── The input ──

//! Structured-content passthrough metadata (spec §4.E "structuredContentBlock
//! / documentSection / documentPartObject"): attach a container's own
//! [`SdtMetadata`] to whatever blocks it contains, inner under `sdt`, outer
//! (when nested two deep) under `containerSdt`.

use crate::document::SdtMetadata;
use crate::flow::blocks::FlowBlock;

/// Apply the current SDT nesting stack to a freshly converted block,
/// overriding whatever the block's own `sdt`/`container_sdt` carried in from
/// editor attrs. Only paragraphs, tables, and images carry these fields
/// (spec §4.E names exactly those three); other block kinds are untouched.
pub fn apply_sdt_stack(block: &mut FlowBlock, stack: &[SdtMetadata]) {
    if stack.is_empty() {
        return;
    }
    let (inner, outer) = match stack.len() {
        1 => (Some(stack[0].clone()), None),
        n => (Some(stack[n - 1].clone()), Some(stack[n - 2].clone())),
    };
    match block {
        FlowBlock::Paragraph(p) => {
            p.sdt = inner;
            p.container_sdt = outer;
        }
        FlowBlock::Table(t) => {
            t.sdt = inner;
            t.container_sdt = outer;
        }
        FlowBlock::Image(i) => {
            i.sdt = inner;
            i.container_sdt = outer;
        }
        FlowBlock::Drawing(_) | FlowBlock::PageBreak(_) => {}
    }
}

───

#### Task instructions
Starting from the line with "t.container_sdt = outer;", write out every remaining line of the data above exactly, the final line included, and nothing before it.

#### Finished task
            t.container_sdt = outer;
        }
        FlowBlock::Image(i) => {
            i.sdt = inner;
            i.container_sdt = outer;
        }
        FlowBlock::Drawing(_) | FlowBlock::PageBreak(_) => {}
    }
}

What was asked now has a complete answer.